Ausgabe 01/2023 | Generikagesetz: Fachliche Einschätzung zum Eckpunktepapier des Bundesgesundheitsministers


Seit einiger Zeit wird über Engpässe bei wichtigen Arzneimitteln, zum Beispiel bei Fiebersäften für Kinder berichtet. Um diese Situation zu entschärfen und nachhaltige Lösungen für eine sichere Arzneimittelversorgung zu schaffen, hat das Bundesgesundheitsministerium (BMG) Mitte Dezember ein Eckpunktepapier mit dem Titel „Vermeidung von Lieferengpässen von Arzneimitteln, Verbesserung der Versorgung mit Kinderarzneimitteln und Stärkung des Produktionsstandortes EU“ vorgelegt.

Ende des letzten Jahres wurde die GWQ zu einem Austausch mit Leiter der Abteilung 1 “Arzneimittel/Medizinprodukte” des BMGnach Berlin eingeladen. Diskutiert wurde die praktische Umsetzung verschiedener Maßnahmen. Insgesamt haben die geplanten Maßnahmen nach GWQ-Einschätzung einen überschaubaren Einfluss auf die Ausgaben. An einigen Stellen erscheint jedoch Kritik angebracht.

Geplante Maßnahmen haben wenig Einfluss auf Ausgaben

Zu den vom BMG geplanten Maßnahmen gehört unter anderem, dass der Beirat zu Liefer- und Versorgungsengpässen beim BfArM eine Liste von Arzneimitteln für Kinder erstellen soll, die zur Sicherstellung der Versorgung von Kindern notwendig sind. Für diese Arzneimittel sollen dann keine Rabattverträge mehr geschlossen werden. Festbeträge werden aufgehoben und ein ggf. existierendes Preismoratorium (außerhalb von Festbetragsgruppen) wird um den Faktor 1,5 angehoben.

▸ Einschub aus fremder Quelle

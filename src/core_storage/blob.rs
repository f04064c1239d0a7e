/// Owned frame of large-object bytes.
///
/// Not `Clone`: a frame is moved from the store to the data socket, never copied.
#[derive(Debug, Default)]
pub struct Blob {
    data: Vec<u8>,
}

impl Blob {
    pub fn new(data: Vec<u8>) -> Self {
        Self { data }
    }

    pub fn len(&self) -> usize {
        self.data.len()
    }

    pub fn is_empty(&self) -> bool {
        self.data.is_empty()
    }

    pub fn as_slice(&self) -> &[u8] {
        &self.data
    }
}

impl From<Vec<u8>> for Blob {
    fn from(data: Vec<u8>) -> Self {
        Self::new(data)
    }
}
use crate::constants::*;
use anyhow::{bail, Context, Result};
use serde::{Deserialize, Serialize};
use std::fs;
use std::net::Ipv4Addr;
use std::time::Duration;

#[derive(Debug, Clone, Deserialize, Serialize)]
#[serde(default)]
pub struct ServerConfig {
    pub listen_address: String,
    pub listen_port: u16,
    /// Address advertised in PASV replies. Defaults to the control socket's local address.
    pub pasv_address: Option<String>,
    pub data_start_port: u16,
    pub data_ports_range: u32,
    pub timeout_seconds: u64,
    pub max_connections: usize,
    pub upload_buffer_size: usize,
    pub banner: String,
}

impl Default for ServerConfig {
    fn default() -> Self {
        Self {
            listen_address: String::from("0.0.0.0"),
            listen_port: DEFAULT_LISTEN_PORT,
            pasv_address: None,
            data_start_port: DEFAULT_DATA_START_PORT,
            data_ports_range: DEFAULT_DATA_PORTS_RANGE,
            timeout_seconds: DEFAULT_TIMEOUT_SECONDS,
            max_connections: DEFAULT_MAX_CONNECTIONS,
            upload_buffer_size: DEFAULT_UPLOAD_BUFFER_SIZE,
            banner: format!("{} ready.", SERVER_NAME),
        }
    }
}

#[derive(Debug, Clone, Copy, PartialEq, Eq, Deserialize, Serialize)]
#[serde(rename_all = "lowercase")]
pub enum StorageBackend {
    Postgres,
    Memory,
}

#[derive(Debug, Clone, Deserialize, Serialize)]
#[serde(default)]
pub struct DatabaseConfig {
    pub backend: StorageBackend,
    pub url: String,
    pub pool_size: usize,
}

impl Default for DatabaseConfig {
    fn default() -> Self {
        Self {
            backend: StorageBackend::Postgres,
            url: String::from("postgres://postgres@localhost/rouilleblobd"),
            pool_size: DEFAULT_DB_POOL_SIZE,
        }
    }
}

#[derive(Debug, Clone, Deserialize, Serialize)]
#[serde(default)]
pub struct LivenessConfig {
    pub tick_millis: u64,
    pub session_ttl_ticks: i64,
}

impl Default for LivenessConfig {
    fn default() -> Self {
        Self {
            tick_millis: DEFAULT_TICK_MILLIS,
            session_ttl_ticks: DEFAULT_SESSION_TTL_TICKS,
        }
    }
}

#[derive(Debug, Clone, Default, Deserialize, Serialize)]
#[serde(default)]
pub struct Config {
    pub server: ServerConfig,
    pub database: DatabaseConfig,
    pub liveness: LivenessConfig,
}

impl Config {
    pub fn load_from_file(path: &str) -> Result<Self> {
        let config_str = fs::read_to_string(path)
            .with_context(|| format!("Failed to read configuration file: {}", path))?;
        let config: Config = toml::from_str(&config_str)
            .with_context(|| format!("Failed to parse configuration file: {}", path))?;
        config.validate()?;
        Ok(config)
    }

    pub fn validate(&self) -> Result<()> {
        let server = &self.server;
        if server.data_ports_range == 0 {
            bail!("server.data_ports_range must be at least 1");
        }
        if u32::from(server.data_start_port) + server.data_ports_range > u32::from(u16::MAX) + 1 {
            bail!(
                "data ports {}..{} do not fit in the u16 port space",
                server.data_start_port,
                u32::from(server.data_start_port) + server.data_ports_range
            );
        }
        if let Some(addr) = &server.pasv_address {
            addr.parse::<Ipv4Addr>()
                .with_context(|| format!("server.pasv_address {} is not an IPv4 address", addr))?;
        }
        if server.timeout_seconds == 0 {
            bail!("server.timeout_seconds must be at least 1");
        }
        if server.max_connections == 0 {
            bail!("server.max_connections must be at least 1");
        }
        if server.upload_buffer_size == 0 {
            bail!("server.upload_buffer_size must be at least 1");
        }
        if self.database.pool_size == 0 {
            bail!("database.pool_size must be at least 1");
        }
        if self.liveness.tick_millis == 0 {
            bail!("liveness.tick_millis must be at least 1");
        }
        if self.liveness.session_ttl_ticks < 1 {
            bail!("liveness.session_ttl_ticks must be at least 1");
        }
        Ok(())
    }

    pub fn control_timeout(&self) -> Duration {
        Duration::from_secs(self.server.timeout_seconds)
    }

    pub fn tick_period(&self) -> Duration {
        Duration::from_millis(self.liveness.tick_millis)
    }

    /// Number of data ports, validated to fit the u16 space.
    pub fn data_ports_range(&self) -> u16 {
        u16::try_from(self.server.data_ports_range).unwrap_or(u16::MAX)
    }
}

#[cfg(test)]
mod tests {
    use super::*;
    use std::io::Write;
    use tempfile::NamedTempFile;

    fn write_config(contents: &str) -> NamedTempFile {
        let mut file = NamedTempFile::new().unwrap();
        file.write_all(contents.as_bytes()).unwrap();
        file
    }

    #[test]
    fn test_empty_file_yields_defaults() {
        let file = write_config("");
        let config = Config::load_from_file(file.path().to_str().unwrap()).unwrap();

        assert_eq!(config.server.listen_port, 45632);
        assert_eq!(config.server.data_start_port, 22323);
        assert_eq!(config.server.data_ports_range, 20000);
        assert_eq!(config.server.timeout_seconds, 20);
        assert_eq!(config.server.max_connections, 32);
        assert_eq!(config.database.pool_size, 10);
        assert_eq!(config.database.backend, StorageBackend::Postgres);
        assert!(config.server.pasv_address.is_none());
    }

    #[test]
    fn test_partial_sections_override_defaults() {
        let file = write_config(
            r#"
            [server]
            listen_port = 2121
            pasv_address = "10.0.0.5"

            [database]
            backend = "memory"
            pool_size = 3

            [liveness]
            session_ttl_ticks = 60
            "#,
        );
        let config = Config::load_from_file(file.path().to_str().unwrap()).unwrap();

        assert_eq!(config.server.listen_port, 2121);
        assert_eq!(config.server.pasv_address.as_deref(), Some("10.0.0.5"));
        assert_eq!(config.server.timeout_seconds, 20);
        assert_eq!(config.database.backend, StorageBackend::Memory);
        assert_eq!(config.database.pool_size, 3);
        assert_eq!(config.liveness.session_ttl_ticks, 60);
        assert_eq!(config.liveness.tick_millis, 1000);
    }

    #[test]
    fn test_port_range_overflowing_u16_is_rejected() {
        let mut config = Config::default();
        config.server.data_start_port = 60000;
        config.server.data_ports_range = 10000;
        assert!(config.validate().is_err());

        config.server.data_ports_range = 5536;
        assert!(config.validate().is_ok());
    }

    #[test]
    fn test_pasv_address_must_be_ipv4() {
        let mut config = Config::default();
        config.server.pasv_address = Some("::1".to_string());
        assert!(config.validate().is_err());

        config.server.pasv_address = Some("203.0.113.7".to_string());
        assert!(config.validate().is_ok());
    }

    #[test]
    fn test_zero_pool_size_is_rejected() {
        let file = write_config("[database]\npool_size = 0\n");
        assert!(Config::load_from_file(file.path().to_str().unwrap()).is_err());
    }

    #[test]
    fn test_missing_file_reports_the_path() {
        let err = Config::load_from_file("/nonexistent/rouilleblobd.conf").unwrap_err();
        assert!(format!("{:#}", err).contains("/nonexistent/rouilleblobd.conf"));
    }
}
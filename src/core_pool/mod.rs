// Bounded blocking pools shared by the data-port allocator and the database pool
pub mod error;
pub mod pool;

pub use error::PoolError;
pub use pool::{Pool, Pooled};
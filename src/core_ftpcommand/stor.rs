use crate::core_transfer::store::{self, UploadKind};
use crate::helpers::{file_name_arg, send_reply, ControlWriter};
use crate::server::ServerState;
use crate::session::Session;
use std::sync::Arc;
use tokio::sync::Mutex;
use uuid::Uuid;

/// Handles the STOR FTP command.
///
/// # Arguments
///
/// * `writer` - The control connection to reply on.
/// * `state` - Shared server state holding the object store.
/// * `session` - The session owning the data connection.
/// * `arg` - The name to store the upload under. Only the last path
///   component is kept.
///
/// # Returns
///
/// Result<(), std::io::Error> indicating the success or failure of the operation.
pub async fn handle_stor_command(
    writer: ControlWriter,
    state: Arc<ServerState>,
    session: Arc<Mutex<Session>>,
    arg: String,
) -> Result<(), std::io::Error> {
    upload(writer, state, session, UploadKind::Store, file_name_arg(&arg)).await
}

/// Handles the APPE FTP command: like STOR, but the bytes land after the
/// current end of the object.
pub async fn handle_appe_command(
    writer: ControlWriter,
    state: Arc<ServerState>,
    session: Arc<Mutex<Session>>,
    arg: String,
) -> Result<(), std::io::Error> {
    upload(writer, state, session, UploadKind::Append, file_name_arg(&arg)).await
}

/// Handles the STOU FTP command. The name is generated here and returned in
/// the final reply.
pub async fn handle_stou_command(
    writer: ControlWriter,
    state: Arc<ServerState>,
    session: Arc<Mutex<Session>>,
    _arg: String,
) -> Result<(), std::io::Error> {
    let name = Uuid::new_v4().to_string();
    upload(writer, state, session, UploadKind::Unique, Some(name)).await
}

async fn upload(
    writer: ControlWriter,
    state: Arc<ServerState>,
    session: Arc<Mutex<Session>>,
    kind: UploadKind,
    name: Option<String>,
) -> Result<(), std::io::Error> {
    let Some(name) = name else {
        return send_reply(&writer, "501 Syntax error in arguments.").await;
    };

    let mut session = session.lock().await;
    store::store(&writer, &state, &mut session, kind, &name).await
}
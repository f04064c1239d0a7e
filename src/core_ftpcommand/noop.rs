use crate::helpers::{send_reply, ControlWriter};
use crate::server::ServerState;
use crate::session::Session;
use std::sync::Arc;
use tokio::sync::Mutex;

pub async fn handle_noop_command(
    writer: ControlWriter,
    _state: Arc<ServerState>,
    _session: Arc<Mutex<Session>>,
    _arg: String,
) -> Result<(), std::io::Error> {
    send_reply(&writer, "200 NOOP Command Successful.").await
}
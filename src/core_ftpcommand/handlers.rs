use crate::core_ftpcommand::ftpcommand::FtpCommand;
use crate::core_ftpcommand::*;
use crate::helpers::ControlWriter;
use crate::server::ServerState;
use crate::session::Session;
use std::collections::HashMap;
use std::future::Future;
use std::pin::Pin;
use std::sync::Arc;
use tokio::sync::Mutex as TokioMutex;

// Specific crates for PORT and PASV commands
use crate::core_network::pasv;
use crate::core_network::port;

type CommandHandler = Box<
    dyn Fn(
            ControlWriter,
            Arc<ServerState>,
            Arc<TokioMutex<Session>>,
            String, // Everything after the verb
        ) -> Pin<Box<dyn Future<Output = Result<(), std::io::Error>> + Send>>
        + Send
        + Sync,
>;

pub type CommandHandlers = HashMap<FtpCommand, Arc<CommandHandler>>;

fn insert<F, Fut>(handlers: &mut CommandHandlers, command: FtpCommand, handler: F)
where
    F: Fn(ControlWriter, Arc<ServerState>, Arc<TokioMutex<Session>>, String) -> Fut
        + Send
        + Sync
        + 'static,
    Fut: Future<Output = Result<(), std::io::Error>> + Send + 'static,
{
    handlers.insert(
        command,
        Arc::new(Box::new(move |writer, state, session, arg| {
            Box::pin(handler(writer, state, session, arg))
        })),
    );
}

pub fn initialize_command_handlers() -> CommandHandlers {
    let mut handlers: CommandHandlers = HashMap::new();

    insert(&mut handlers, FtpCommand::USER, user::handle_user_command);
    insert(&mut handlers, FtpCommand::PASS, pass::handle_pass_command);
    insert(&mut handlers, FtpCommand::QUIT, quit::handle_quit_command);
    insert(&mut handlers, FtpCommand::NOOP, noop::handle_noop_command);
    insert(&mut handlers, FtpCommand::ALLO, allo::handle_allo_command);
    insert(&mut handlers, FtpCommand::SYST, syst::handle_syst_command);
    insert(&mut handlers, FtpCommand::HELP, help::handle_help_command);
    insert(&mut handlers, FtpCommand::CLNT, clnt::handle_clnt_command);
    insert(&mut handlers, FtpCommand::SITE, site::handle_site_command);
    insert(&mut handlers, FtpCommand::FEAT, feat::handle_feat_command);
    insert(&mut handlers, FtpCommand::OPTS, opts::handle_opts_command);
    insert(&mut handlers, FtpCommand::TYPE, type_::handle_type_command);
    insert(&mut handlers, FtpCommand::MODE, mode::handle_mode_command);
    insert(&mut handlers, FtpCommand::STRU, stru::handle_stru_command);
    insert(&mut handlers, FtpCommand::CWD, cwd::handle_cwd_command);
    insert(&mut handlers, FtpCommand::PWD, pwd::handle_pwd_command);
    insert(&mut handlers, FtpCommand::CDUP, cdup::handle_cdup_command);
    insert(&mut handlers, FtpCommand::REST, rest::handle_rest_command);
    insert(&mut handlers, FtpCommand::PASV, pasv::handle_pasv_command);
    insert(&mut handlers, FtpCommand::PORT, port::handle_port_command);
    insert(&mut handlers, FtpCommand::RETR, retr::handle_retr_command);
    insert(&mut handlers, FtpCommand::STOR, stor::handle_stor_command);
    insert(&mut handlers, FtpCommand::APPE, stor::handle_appe_command);
    insert(&mut handlers, FtpCommand::STOU, stor::handle_stou_command);
    insert(&mut handlers, FtpCommand::DELE, dele::handle_dele_command);
    insert(&mut handlers, FtpCommand::SIZE, size::handle_size_command);
    insert(&mut handlers, FtpCommand::MDTM, mdtm::handle_mdtm_command);
    insert(&mut handlers, FtpCommand::LIST, list::handle_list_command);
    insert(&mut handlers, FtpCommand::NLST, list::handle_nlst_command);
    insert(&mut handlers, FtpCommand::STAT, list::handle_stat_command);
    insert(&mut handlers, FtpCommand::ABOR, abor::handle_abor_command);

    // Directories are labels only
    for command in [
        FtpCommand::MKD,
        FtpCommand::RMD,
        FtpCommand::RNFR,
        FtpCommand::RNTO,
    ] {
        insert(&mut handlers, command, unimplemented::handle_unimplemented_command);
    }

    handlers
}

#[cfg(test)]
mod tests {
    use super::*;

    #[test]
    fn test_every_command_has_a_handler() {
        let handlers = initialize_command_handlers();
        for verb in [
            "USER", "PASS", "QUIT", "NOOP", "ALLO", "SYST", "HELP", "CLNT", "SITE", "FEAT",
            "OPTS", "TYPE", "MODE", "STRU", "CWD", "XCWD", "PWD", "XPWD", "CDUP", "XCUP",
            "REST", "PASV", "PORT", "RETR", "STOR", "APPE", "STOU", "DELE", "SIZE", "MDTM",
            "LIST", "NLST", "STAT", "ABOR", "MKD", "XMKD", "RMD", "XRMD", "RNFR", "RNTO",
        ] {
            let command = FtpCommand::from_str(verb).unwrap();
            assert!(handlers.contains_key(&command), "{} has no handler", verb);
        }
    }
}
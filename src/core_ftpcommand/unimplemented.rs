use crate::helpers::{send_reply, ControlWriter};
use crate::server::ServerState;
use crate::session::Session;
use std::sync::Arc;
use tokio::sync::Mutex;

/// MKD, RMD, RNFR and RNTO: there is no directory tree to change.
pub async fn handle_unimplemented_command(
    writer: ControlWriter,
    _state: Arc<ServerState>,
    _session: Arc<Mutex<Session>>,
    _arg: String,
) -> Result<(), std::io::Error> {
    send_reply(&writer, "502 Command not implemented.").await
}
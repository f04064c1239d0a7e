// Errors raised while moving bytes between a data socket and the store
use crate::core_storage::StorageError;
use std::io;
use thiserror::Error;

#[derive(Error, Debug)]
pub enum TransferError {
    #[error(transparent)]
    Storage(#[from] StorageError),

    #[error("data connection error: {0}")]
    Io(#[from] io::Error),

    #[error("data connection is not open")]
    NotConnected,

    #[error("restart offset {offset} exceeds object size {len}")]
    OffsetBeyondEnd { offset: u64, len: u64 },

    #[error("Transferred bytes are less than 1")]
    Empty,
}

impl TransferError {
    /// Reply for a failed upload.
    pub fn to_ftp_response(&self) -> String {
        match self {
            TransferError::Io(_) => "426 Connection closed; transfer aborted.".to_string(),
            TransferError::NotConnected => "425 Can't open data connection.".to_string(),
            TransferError::OffsetBeyondEnd { .. } | TransferError::Empty => {
                format!("550 Can't store file. {}", self)
            }
            TransferError::Storage(e) => format!("550 {}", e),
        }
    }
}
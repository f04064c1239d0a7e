use crate::constants::FRAME_SIZE;
use crate::core_storage::{Oid, StorageError, StoreTransaction, StoredObject};
use crate::core_transfer::{open_data, rollback_quietly, TransferError};
use crate::helpers::{send_reply, ControlWriter};
use crate::server::ServerState;
use crate::session::{Session, SessionStatus};
use log::{debug, error, info, warn};
use std::io::ErrorKind;
use tokio::io::{AsyncRead, AsyncReadExt};
use uuid::Uuid;

#[derive(Debug, Clone, Copy, PartialEq, Eq)]
pub enum UploadKind {
    /// STOR: create, replace, or resume at the REST offset.
    Store,
    /// APPE: write after the end of an existing object.
    Append,
    /// STOU: create under a server-chosen name.
    Unique,
}

/// Where the uploaded bytes go.
#[derive(Debug)]
enum UploadTarget {
    Fresh {
        oid: Oid,
    },
    Existing {
        object: StoredObject,
        prior_len: u64,
        offset: u64,
    },
}

impl UploadTarget {
    fn oid(&self) -> Oid {
        match self {
            UploadTarget::Fresh { oid } => *oid,
            UploadTarget::Existing { object, .. } => object.oid,
        }
    }

    fn write_offset(&self) -> u64 {
        match self {
            UploadTarget::Fresh { .. } => 0,
            UploadTarget::Existing { offset, .. } => *offset,
        }
    }
}

/// STOR, APPE and STOU: receives the data connection into a large object and
/// records it under `name`.
pub async fn store(
    writer: &ControlWriter,
    state: &ServerState,
    session: &mut Session,
    kind: UploadKind,
    name: &str,
) -> std::io::Result<()> {
    let offset = session.take_restart_offset();

    let mut tx = match state.store.begin().await {
        Ok(tx) => tx,
        Err(e) => {
            error!("{} {:?} {}: {}", writer.id(), kind, name, e);
            return send_reply(writer, &format!("550 Can't store file. {}", e)).await;
        }
    };

    let target = match plan_upload(tx.as_mut(), kind, name, offset).await {
        Ok(target) => target,
        Err(e) => {
            warn!("{} {:?} {}: {}", writer.id(), kind, name, e);
            rollback_quietly(tx).await;
            return send_reply(writer, &e.to_ftp_response()).await;
        }
    };
    debug!("{} upload of {} into {:?}", writer.id(), name, target);

    if !open_data(writer, session, state.config.control_timeout()).await? {
        rollback_quietly(tx).await;
        return Ok(());
    }
    session.status = SessionStatus::Uploading;

    let received = match session.data.stream() {
        Some(stream) => {
            receive_object(
                tx.as_mut(),
                target.oid(),
                target.write_offset(),
                stream,
                state.config.server.upload_buffer_size,
            )
            .await
        }
        None => Err(TransferError::NotConnected),
    };

    let recorded = match received {
        Ok(0) => Err(TransferError::Empty),
        Ok(written) => record_upload(tx.as_mut(), &target, name, written)
            .await
            .map(|size| (written, size)),
        Err(e) => Err(e),
    };

    let (written, size) = match recorded {
        Ok(done) => done,
        Err(e) => {
            warn!("{} {:?} {} failed: {}", writer.id(), kind, name, e);
            rollback_quietly(tx).await;
            session.close_data_connection();
            return send_reply(writer, &e.to_ftp_response()).await;
        }
    };

    let committed = tx.commit().await;
    session.close_data_connection();
    if let Err(e) = committed {
        error!("{} commit of {} failed: {}", writer.id(), name, e);
        return send_reply(writer, &format!("550 {}", e)).await;
    }

    info!(
        "{} {:?} {}: {} bytes received, {} bytes stored",
        writer.id(),
        kind,
        name,
        written,
        size
    );
    match kind {
        UploadKind::Unique => send_reply(writer, &format!("226 {} Transfer complete.", name)).await,
        _ => send_reply(writer, "226 Transfer complete.").await,
    }
}

async fn plan_upload(
    tx: &mut dyn StoreTransaction,
    kind: UploadKind,
    name: &str,
    offset: u64,
) -> Result<UploadTarget, TransferError> {
    let existing = match kind {
        UploadKind::Unique => None,
        _ => tx.resolve(name).await?,
    };

    match (kind, existing) {
        (UploadKind::Append, Some(object)) => {
            let prior_len = tx.object_len(object.oid).await?;
            Ok(UploadTarget::Existing {
                object,
                prior_len,
                offset: prior_len,
            })
        }
        (UploadKind::Store, existing) if offset > 0 => {
            let Some(object) = existing else {
                return Err(TransferError::OffsetBeyondEnd { offset, len: 0 });
            };
            let prior_len = tx.object_len(object.oid).await?;
            if offset > prior_len {
                return Err(TransferError::OffsetBeyondEnd {
                    offset,
                    len: prior_len,
                });
            }
            Ok(UploadTarget::Existing {
                object,
                prior_len,
                offset,
            })
        }
        (_, existing) => {
            if let Some(old) = existing {
                debug!("Replacing {} (large object {})", old.name, old.oid);
                tx.delete_entry(&old).await?;
            }
            Ok(UploadTarget::Fresh {
                oid: tx.create_object().await?,
            })
        }
    }
}

/// Writes the metadata rows of a finished upload. Returns the stored size.
async fn record_upload(
    tx: &mut dyn StoreTransaction,
    target: &UploadTarget,
    name: &str,
    written: u64,
) -> Result<u64, TransferError> {
    match target {
        UploadTarget::Fresh { oid } => {
            tx.insert_entry(Uuid::new_v4(), name, *oid, written).await?;
            Ok(written)
        }
        UploadTarget::Existing {
            object,
            prior_len,
            offset,
        } => {
            let size = (*prior_len).max(offset + written);
            tx.update_entry_size(object.entry_id, size).await?;
            Ok(size)
        }
    }
}

/// Reads `input` until EOF into large object `oid` starting at `offset`.
///
/// Socket reads of at most `chunk_size` bytes are gathered into frames of
/// `FRAME_SIZE` before each write to the store. Returns the byte count read.
pub async fn receive_object<R>(
    tx: &mut dyn StoreTransaction,
    oid: Oid,
    offset: u64,
    input: &mut R,
    chunk_size: usize,
) -> Result<u64, TransferError>
where
    R: AsyncRead + Unpin + Send,
{
    let mut frame: Vec<u8> = Vec::with_capacity(FRAME_SIZE);
    let mut chunk = vec![0u8; chunk_size.clamp(1, FRAME_SIZE)];
    let mut position = offset;
    let mut total = 0u64;

    loop {
        let room = (FRAME_SIZE - frame.len()).min(chunk.len());
        let n = match input.read(&mut chunk[..room]).await {
            Ok(0) => break,
            Ok(n) => n,
            Err(e) if e.kind() == ErrorKind::Interrupted => continue,
            Err(e) => return Err(e.into()),
        };
        frame.extend_from_slice(&chunk[..n]);
        total += n as u64;

        if frame.len() == FRAME_SIZE {
            flush_frame(tx, oid, &mut position, &mut frame).await?;
        }
    }

    if !frame.is_empty() {
        flush_frame(tx, oid, &mut position, &mut frame).await?;
    }
    Ok(total)
}

async fn flush_frame(
    tx: &mut dyn StoreTransaction,
    oid: Oid,
    position: &mut u64,
    frame: &mut Vec<u8>,
) -> Result<(), StorageError> {
    tx.write_object(oid, *position, frame).await?;
    *position += frame.len() as u64;
    frame.clear();
    Ok(())
}
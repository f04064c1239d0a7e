use crate::core_pool::{Pool, PoolError, Pooled};
use log::{error, info};
use std::fmt::Display;
use std::future::Future;

/// A checked-out database connection. Goes back to the pool when dropped.
pub type DbConnection<C> = Pooled<C>;

/// Fixed-size pool of live database connections.
///
/// Every connection is opened up front; failing to open any of them fails the
/// whole pool, which keeps the server from starting half-connected.
pub struct DbPool<C> {
    connections: Pool<C>,
}

impl<C> Clone for DbPool<C> {
    fn clone(&self) -> Self {
        Self {
            connections: self.connections.clone(),
        }
    }
}

impl<C: Send + 'static> DbPool<C> {
    pub async fn connect<F, Fut, E>(size: usize, mut open: F) -> Result<Self, PoolError>
    where
        F: FnMut(usize) -> Fut,
        Fut: Future<Output = Result<C, E>>,
        E: Display,
    {
        if size == 0 {
            return Err(PoolError::Empty);
        }

        let mut connections = Vec::with_capacity(size);
        for slot in 0..size {
            match open(slot).await {
                Ok(connection) => connections.push(connection),
                Err(e) => {
                    error!("Failed to open database connection {}: {}", slot, e);
                    return Err(PoolError::Populate {
                        slot,
                        reason: e.to_string(),
                    });
                }
            }
        }

        info!("Database pool ready with {} connections", size);
        Ok(Self {
            connections: Pool::new(connections)?,
        })
    }

    /// Waits for a free connection.
    pub async fn get(&self) -> Result<DbConnection<C>, PoolError> {
        self.connections.get().await
    }

    pub fn available(&self) -> usize {
        self.connections.available()
    }

    pub fn capacity(&self) -> usize {
        self.connections.capacity()
    }
}

#[cfg(test)]
mod tests {
    use super::*;
    use std::sync::atomic::{AtomicUsize, Ordering};
    use std::sync::Arc;

    #[tokio::test]
    async fn test_all_connections_are_opened_eagerly() {
        let opened = Arc::new(AtomicUsize::new(0));
        let counter = Arc::clone(&opened);
        let pool = DbPool::connect(4, move |slot| {
            let counter = Arc::clone(&counter);
            async move {
                counter.fetch_add(1, Ordering::SeqCst);
                Ok::<_, String>(slot)
            }
        })
        .await
        .unwrap();

        assert_eq!(opened.load(Ordering::SeqCst), 4);
        assert_eq!(pool.capacity(), 4);
        assert_eq!(pool.available(), 4);
    }

    #[tokio::test]
    async fn test_one_failed_connection_fails_the_pool() {
        let result = DbPool::connect(3, |slot| async move {
            if slot == 2 {
                Err("connection refused")
            } else {
                Ok(slot)
            }
        })
        .await;

        match result {
            Err(PoolError::Populate { slot, reason }) => {
                assert_eq!(slot, 2);
                assert_eq!(reason, "connection refused");
            }
            _ => panic!("expected populate error"),
        }
    }

    #[tokio::test]
    async fn test_checkout_is_conserved_across_failures() {
        let pool = DbPool::connect(2, |slot| async move { Ok::<_, String>(slot) })
            .await
            .unwrap();

        let outcome: Result<(), String> = async {
            let _conn = pool.get().await.map_err(|e| e.to_string())?;
            Err("query failed".to_string())
        }
        .await;

        assert!(outcome.is_err());
        assert_eq!(pool.available(), 2);
    }
}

Die Bedeutung von Kinderarzneimitteln für Rabattverträge ist gering. Die gesamte GWQ-Gemeinschaft hat im Jahr 2022 etwa 200.000 Euro aus Rabatten für Kinderarzneimittel generiert (entspricht weniger als 1 Promille aller Rabatterlöse). Die GWQ ist und war in der Vergangenheit bereits sehr zurückhaltend bei Rabattverträgen in diesem Bereich.

Interessenskonflikte des Beirates vorhersehbar

Aus Sicht der GWQ-Experten sind die erweiterten Befugnisse des Beirates hingegen kritisch zu bewerten. Da dieser sehr „industrielastig“ besetzt ist, sind Interessenskonflikte vorprogrammiert.

Problematische Abgrenzung der betroffenen Präparate

Ein weiteres Problem ist nach Einschätzung der GWQ-Experten die Definition von „Kinderarzneimitteln“. Sind dies die klassischen „Kinderfiebersäfte“ oder auch alle Präparate, die neben einer Erwachsenenindikation auch eine Kinderindikation haben (z. B. Zulassung ab 12 Jahre)?

Eine strikte Auslegung dieser Regelung kann die GWQ mitgehen. Eine unsachgemäße Ausweitung lehnt die GWQ ab.

Langer Weg zur Ausweitung der EU-Produktion

Bei den Maßnahmen zur Diversifizierung und Stärkung der EU-Produktion neigt das Ministerium zu einer Schaufensterpolitik. Die Idee, bei Antibiotika und Zytostatika auch den Anteil der EU-Produktion bei der Zuschlagsvergabe zu berücksichtigen, wird von GWQ-Experten aus folgenden Gründen kritisch gesehen:

1) Aus unseren Ausschreibungen entnehmen wir, dass es nicht wenige Wirkstoffe gibt, zu denen es gar keine Angebote von Unternehmen mit einer Produktionsstätte in der EU gibt (z. B. Amoxicillin, Cefixim, Methotrexat).

2) Bei 75 Prozent der Zystostatika-Fachlose und 59 Prozent der Antibiotika-Fachlose wurden von Unternehmen auch europäische Standorte benannt. Allerdings entzieht es sich unserer Kenntnis, ob dort auch wirklich produziert wird und nicht doch in einem Werk in China oder Indien. Dies ist zum heutigen Stand auch nicht nachprüfbar.

3) Eingriffe des Gesetzgebers in das sensibel austarierte Vergaberecht bergen das große Risiko, dass künftige Vergabeverfahren hohen Unsicherheiten ausgesetzt sind. Dies beinhaltet die Gefahr, dass häufig der Rechtsweg beschritten werden könnte, was den Abschluss von neuen Verträgen verzögern würde.